Fourth, American citizens would be able to find in Puerto Rico the hard-earned federally-provided benefits that today they can only find in the states, thus eliminating the current inducement to move to the mainland. For the first time in decades, Puerto Rico would have a fighting chance to preserve and grow its population.
Fifth, the exercise of the right to vote for our national leaders and to elect voting representation to our national legislature will accrue to Puerto Rico’s benefit. I’ll give you two examples related to the 1980 Democratic presidential primary in Puerto Rico. After lobbying by 5 governors over a quarter century, Puerto Rico had failed to get its maritime jurisdiction extended from 3 miles to 10.35 miles offshore. Governor Romero, in exchange for endorsing President Carter’s reelection in the face of Senator Ted Kennedy’s Popular Democratic Party-backed challenge, got it in two weeks. After Romero eked a narrow victory for Carter in the primary, he was then rewarded with the inclusion of one public housing project in a new federal public housing rehab program, and that’s how Puerto Rico largest, Llorens Torres project was redone, thanks not to the presidential vote, but to the intelligent exercise of a primary vote.
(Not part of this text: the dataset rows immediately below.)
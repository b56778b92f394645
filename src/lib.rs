//! igdl - Instagram media resolver with a streaming download proxy
//!
//! Resolves Instagram post, reel and IGTV links into their media resources and
//! re-serves them through a download proxy that sets attachment headers.
//!
//! # Module Structure
//!
//! - `core`: configuration, errors, validation, CORS preview URLs, logging, metrics, web server
//! - `download`: resolver abstraction, Instagram backend, analysis and the download proxy

pub mod cli;
pub mod core;
pub mod download;

// Re-export commonly used types for convenience
pub use core::{config, AppError, AppResult};
pub use download::{InstagramResolver, ResourceInfo, ResourceResolver, ResourceType};
//! Mock implementations for integration testing
//!
//! Stand-ins for the resolver so the HTTP layer can be tested without
//! reaching Instagram.

pub mod mock_resolver;

#[allow(unused_imports)]
pub use mock_resolver::MockResolver;
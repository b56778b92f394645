//! Common test utilities
//!
//! This module is shared across all integration tests

pub mod helpers;

#[allow(unused_imports)]
pub use helpers::{body_bytes, body_json, get, test_router};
I could go on all night about how statehood, now more than ever, is the only political status alternative that can pull Puerto Rico out of impending economic depression, out of its current economic status characterized by the shedding of population, jobs and growth, but I’d rather leave time for Q & A’s.
In closing, students like you are uniquely poised to become part of the solution, rather than part of the problem to straighten Puerto Rico course, to raise a sinking ship and to help Puerto Rico achieve its full potential.
Study to the limits of your intellectual capacities, enjoy all that this city has to offer, but remember that Puerto Rico invested a lot to get you here and desperately needs you back to apply everything you’re learning to make Puerto Rico a better place to live, to work, to love and to succeed.